Jaurès n’a jamais séparé socialisme et communisme. Le « socialisme-communisme » jaurésien, c’est l’interpénétration de deux mouvements : l’économique et social, caractérisé par la production d’une richesse infinie et accaparée et le « moment » justice qui permet de reconnaître la dignité de la vie de chaque citoyen dans des institutions collectives où l’institution ne confisque pas ce qui monte de la base. Le socialisme, c’est la bonne vie dans la satisfaction des besoins et la libre reconnaissance de chacun dans le travail où la - coopération remplace la concurrence. Jaurès imagine un processus original qui permet la convergence de la bonne vie et de la vie bonne, du bonheur pour tous et de la liberté individuelle dans la collectivité - le mot collectivisme ne lui fait pas peur.

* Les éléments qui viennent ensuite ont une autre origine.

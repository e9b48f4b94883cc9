//! Negotiation Coordinator (Perfect Negotiation)
//!
//! Eine Instanz pro Raumbeitritt. Verarbeitet:
//! - negotiation-needed → implizite Offer senden
//! - eingehende Offer/Answer inkl. Glare-Auflösung über die Rolle
//! - Trickle ICE in beide Richtungen
//! - Remote-Tracks, Stream-Mappings und Raum-Metadaten
//!
//! Alle Handler nehmen `&self`; Flags und Registry liegen hinter
//! `parking_lot`-Locks, die nie über ein `.await` gehalten werden.

use super::transport::{MediaTransport, SignalingState, TransportError};
use crate::presence::{RoomPresenceView, RoomState, RoomUpdate};
use crate::registry::{ParticipantView, RemoteStream, TrackPlacement, TrackRegistry};
use crate::signaling::{
    IceCandidate, SessionDescription, SignalMessage, SignalSender, SignalingError, StreamMapping,
};
use parking_lot::Mutex;
use std::fmt;
use std::str::FromStr;
use std::sync::atomic::{AtomicBool, Ordering};
use std::sync::Arc;
use thiserror::Error;
use tokio::sync::{broadcast, watch};

// ============================================================================
// ERROR TYPES
// ============================================================================

#[derive(Error, Debug, Clone, PartialEq, Eq)]
pub enum NegotiationError {
    #[error("Remote candidate rejected: {0}")]
    CandidateRejected(String),

    #[error("Transport error: {0}")]
    Transport(#[from] TransportError),

    #[error("Signaling error: {0}")]
    Signaling(#[from] SignalingError),

    #[error("Unknown signaling role: {0}")]
    UnknownRole(String),

    #[error("Session is closed")]
    Closed,
}

// ============================================================================
// ROLE
// ============================================================================

/// Rolle bei Offer-Kollisionen
///
/// Polite gibt nach (verwirft die eigene Offer), Impolite ignoriert die
/// fremde Offer.
#[derive(Debug, Clone, Copy, PartialEq, Eq, Default)]
pub enum SignalingRole {
    #[default]
    Polite,
    Impolite,
}

impl SignalingRole {
    /// Deterministische Rolle für ein Peer-Paar: die kleinere Identität ist
    /// polite, beide Seiten kommen ohne Absprache zum selben Ergebnis
    pub fn derive(local_id: &str, remote_id: &str) -> Self {
        if local_id <= remote_id {
            SignalingRole::Polite
        } else {
            SignalingRole::Impolite
        }
    }

    pub fn is_polite(self) -> bool {
        self == SignalingRole::Polite
    }
}

impl fmt::Display for SignalingRole {
    fn fmt(&self, f: &mut fmt::Formatter<'_>) -> fmt::Result {
        match self {
            SignalingRole::Polite => f.write_str("polite"),
            SignalingRole::Impolite => f.write_str("impolite"),
        }
    }
}

impl FromStr for SignalingRole {
    type Err = NegotiationError;

    fn from_str(s: &str) -> Result<Self, Self::Err> {
        match s.trim().to_ascii_lowercase().as_str() {
            "polite" => Ok(SignalingRole::Polite),
            "impolite" => Ok(SignalingRole::Impolite),
            other => Err(NegotiationError::UnknownRole(other.to_string())),
        }
    }
}

/// Wie eine Session ihre Rolle bekommt
#[derive(Debug, Clone, PartialEq, Eq)]
pub enum RolePolicy {
    Fixed(SignalingRole),
    /// Aus eigener und fremder Identität abgeleitet
    Derived { remote_id: String },
}

impl Default for RolePolicy {
    fn default() -> Self {
        RolePolicy::Fixed(SignalingRole::Polite)
    }
}

impl RolePolicy {
    pub fn resolve(&self, local_id: Option<&str>) -> SignalingRole {
        match self {
            RolePolicy::Fixed(role) => *role,
            RolePolicy::Derived { remote_id } => match local_id {
                Some(local_id) => SignalingRole::derive(local_id, remote_id),
                None => {
                    tracing::warn!("No local identity to derive role from, staying polite");
                    SignalingRole::Polite
                }
            },
        }
    }
}

// ============================================================================
// EVENTS & OUTCOMES
// ============================================================================

/// Events für die UI
#[derive(Debug, Clone, PartialEq, Eq)]
pub enum SessionEvent {
    ParticipantBound {
        mid: String,
        user_id: String,
        display_name: String,
    },
    StreamCreated {
        user_id: String,
    },
    TrackAppended {
        user_id: String,
    },
    RoomStateChanged(RoomState),
    Closed,
}

/// Ergebnis einer eingehenden Nachricht
#[derive(Debug, Clone, Copy, PartialEq, Eq)]
pub enum SignalOutcome {
    /// Offer-Kollision auf der impoliten Seite, Nachricht verworfen
    OfferIgnored,
    /// Remote-Offer angewendet und Answer gesendet
    Answered,
    /// Remote-Answer angewendet
    DescriptionApplied,
    CandidateApplied,
    /// Candidate gehörte zu einer ignorierten Offer
    CandidateIgnored,
    MappingApplied,
    RoomStateUpdated,
}

/// Perfect-Negotiation Flags
#[derive(Debug, Clone, Copy, Default, PartialEq, Eq)]
pub struct NegotiationFlags {
    pub making_offer: bool,
    pub ignore_offer: bool,
}

// ============================================================================
// NEGOTIATION COORDINATOR
// ============================================================================

pub struct NegotiationCoordinator<T: MediaTransport> {
    transport: Arc<T>,
    signals: SignalSender,
    role: SignalingRole,
    flags: Mutex<NegotiationFlags>,
    registry: Mutex<TrackRegistry<T::Track>>,
    room_state: watch::Sender<RoomState>,
    events: broadcast::Sender<SessionEvent>,
    closed: AtomicBool,
}

impl<T: MediaTransport> NegotiationCoordinator<T> {
    pub fn new(transport: Arc<T>, signals: SignalSender, role: SignalingRole) -> Self {
        let (room_state, _) = watch::channel(RoomState::default());
        let (events, _) = broadcast::channel(100);

        Self {
            transport,
            signals,
            role,
            flags: Mutex::new(NegotiationFlags::default()),
            registry: Mutex::new(TrackRegistry::new()),
            room_state,
            events,
            closed: AtomicBool::new(false),
        }
    }

    pub fn role(&self) -> SignalingRole {
        self.role
    }

    pub fn flags(&self) -> NegotiationFlags {
        *self.flags.lock()
    }

    pub fn transport(&self) -> &Arc<T> {
        &self.transport
    }

    pub fn subscribe(&self) -> broadcast::Receiver<SessionEvent> {
        self.events.subscribe()
    }

    pub fn presence(&self) -> RoomPresenceView {
        RoomPresenceView::new(self.room_state.subscribe())
    }

    pub fn participants(&self) -> Vec<ParticipantView> {
        self.registry.lock().participants()
    }

    pub fn stream_for(&self, user_id: &str) -> Option<RemoteStream<T::Track>> {
        self.registry.lock().stream_for(user_id).cloned()
    }

    pub fn is_closed(&self) -> bool {
        self.closed.load(Ordering::SeqCst)
    }

    fn ensure_open(&self) -> Result<(), NegotiationError> {
        if self.is_closed() {
            return Err(NegotiationError::Closed);
        }
        Ok(())
    }

    fn emit(&self, event: SessionEvent) {
        // Kein Empfänger ist kein Fehler
        let _ = self.events.send(event);
    }

    // ========================================================================
    // LOCAL SIDE
    // ========================================================================

    /// negotiation-needed: Offer erzeugen, setzen und senden
    pub async fn on_negotiation_needed(&self) -> Result<(), NegotiationError> {
        self.ensure_open()?;

        self.flags.lock().making_offer = true;
        let result = self.send_local_description().await;
        self.flags.lock().making_offer = false;

        if let Err(e) = &result {
            tracing::warn!("Negotiation failed: {}", e);
        }
        result
    }

    async fn send_local_description(&self) -> Result<(), NegotiationError> {
        let desc = self.transport.set_local_description().await?;
        self.ensure_open()?;

        tracing::debug!("Sending local {}", desc.kind);
        self.signals.send(&SignalMessage::Description(desc))?;
        Ok(())
    }

    /// Lokaler Candidate: unverändert weiterleiten, Ende-Marker nicht
    pub fn on_local_candidate(&self, candidate: Option<IceCandidate>) -> Result<(), NegotiationError> {
        let Some(candidate) = candidate else {
            tracing::debug!("Local candidate gathering complete");
            return Ok(());
        };
        self.ensure_open()?;
        self.signals.send(&SignalMessage::Candidate(candidate))?;
        Ok(())
    }

    // ========================================================================
    // REMOTE SIDE
    // ========================================================================

    /// Verarbeitet eine Nachricht vom Relay
    pub async fn handle_signal(&self, msg: SignalMessage) -> Result<SignalOutcome, NegotiationError> {
        self.ensure_open()?;

        match msg {
            SignalMessage::Description(desc) => self.on_remote_description(desc).await,
            SignalMessage::Candidate(candidate) => self.on_remote_candidate(candidate).await,
            SignalMessage::StreamMapping(mapping) => Ok(self.on_stream_mapping(mapping)),
            SignalMessage::UsersCount(count) => Ok(self.on_room_update(RoomUpdate::UsersCount(count))),
            SignalMessage::CallStart(start) => Ok(self.on_room_update(RoomUpdate::CallStart(start))),
        }
    }

    async fn on_remote_description(
        &self,
        desc: SessionDescription,
    ) -> Result<SignalOutcome, NegotiationError> {
        let is_offer = desc.is_offer();

        let ignore = {
            let mut flags = self.flags.lock();
            let stable = self.transport.signaling_state() == SignalingState::Stable;
            let collision = is_offer && (flags.making_offer || !stable);
            flags.ignore_offer = !self.role.is_polite() && collision;
            flags.ignore_offer
        };

        if ignore {
            tracing::info!("Offer collision, ignoring remote offer ({})", self.role);
            return Ok(SignalOutcome::OfferIgnored);
        }

        self.transport.set_remote_description(&desc).await?;
        self.flags.lock().ignore_offer = false;
        tracing::debug!("Applied remote {}", desc.kind);

        if !is_offer {
            return Ok(SignalOutcome::DescriptionApplied);
        }

        self.send_local_description().await?;
        Ok(SignalOutcome::Answered)
    }

    async fn on_remote_candidate(
        &self,
        candidate: IceCandidate,
    ) -> Result<SignalOutcome, NegotiationError> {
        match self.transport.add_ice_candidate(&candidate).await {
            Ok(()) => Ok(SignalOutcome::CandidateApplied),
            Err(e) if self.flags.lock().ignore_offer => {
                tracing::debug!("Dropping candidate of ignored offer: {}", e);
                Ok(SignalOutcome::CandidateIgnored)
            }
            Err(e) => Err(NegotiationError::CandidateRejected(e.to_string())),
        }
    }

    fn on_stream_mapping(&self, mapping: StreamMapping) -> SignalOutcome {
        let placements = self.registry.lock().bind(
            &mapping.mid,
            &mapping.user_id,
            &mapping.display_name,
        );

        tracing::debug!(
            "mid {} belongs to {} ({})",
            mapping.mid,
            mapping.user_id,
            mapping.display_name
        );
        self.emit(SessionEvent::ParticipantBound {
            mid: mapping.mid,
            user_id: mapping.user_id,
            display_name: mapping.display_name,
        });
        for placement in placements {
            self.emit_placement(placement);
        }
        SignalOutcome::MappingApplied
    }

    fn on_room_update(&self, update: RoomUpdate) -> SignalOutcome {
        let mut changed = false;
        self.room_state.send_modify(|state| changed = state.apply(update));

        if changed {
            let snapshot = self.room_state.borrow().clone();
            self.emit(SessionEvent::RoomStateChanged(snapshot));
        }
        SignalOutcome::RoomStateUpdated
    }

    /// Eingehender Track, wird über die mid einem Teilnehmer zugeordnet
    pub fn on_remote_track(&self, mid: Option<&str>, track: T::Track) -> Option<TrackPlacement> {
        if self.is_closed() {
            return None;
        }
        let Some(mid) = mid else {
            tracing::warn!("Remote track without mid, dropping");
            return None;
        };

        let placement = self.registry.lock().attach(mid, track);
        self.emit_placement(placement.clone());
        Some(placement)
    }

    fn emit_placement(&self, placement: TrackPlacement) {
        match placement {
            TrackPlacement::Created { user_id } => {
                tracing::info!("New remote stream for {}", user_id);
                self.emit(SessionEvent::StreamCreated { user_id });
            }
            TrackPlacement::Appended { user_id } => {
                self.emit(SessionEvent::TrackAppended { user_id });
            }
            TrackPlacement::Pending { mid } => {
                tracing::debug!("No mapping for mid {} yet, parking track", mid);
            }
        }
    }

    // ========================================================================
    // TEARDOWN
    // ========================================================================

    /// Ab hier sind alle Handler No-Ops
    pub fn shutdown(&self) {
        if self.closed.swap(true, Ordering::SeqCst) {
            return;
        }
        tracing::info!("Negotiation coordinator shut down");
        self.emit(SessionEvent::Closed);
    }
}

impl<T: MediaTransport> fmt::Debug for NegotiationCoordinator<T> {
    fn fmt(&self, f: &mut fmt::Formatter<'_>) -> fmt::Result {
        f.debug_struct("NegotiationCoordinator")
            .field("role", &self.role)
            .field("flags", &self.flags())
            .field("signaling_state", &self.transport.signaling_state())
            .field("closed", &self.is_closed())
            .finish()
    }
}

// ============================================================================
// TESTS
// ============================================================================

Il imagine le passage au - socialisme-communisme comme une lutte de classe - inéradicable, nécessaire, positive, où l’antagonisme de la bourgeoisie et du prolétariat prend la forme d’une émulation par laquelle chaque force sollicite, excite l’autre à donner le meilleur d’elle-même. Interpénétration qui ne signifie pas affadissement de cette lutte, mais montée de son intensité et de sa maturité. La bourgeoisie doit apprendre à respecter le prolétariat, à accepter que les droits deviennent réels. Le mouvement populaire doit apprendre le sérieux du travail, la discipline et la nécessité de résister en imposant à l’autre sa propre dignité. Émulation et reconnaissance réciproque conduisent à un état supérieur de la société qui ressemble à ce que - Gramsci cherchera plus tard avec « l’hégémonie ».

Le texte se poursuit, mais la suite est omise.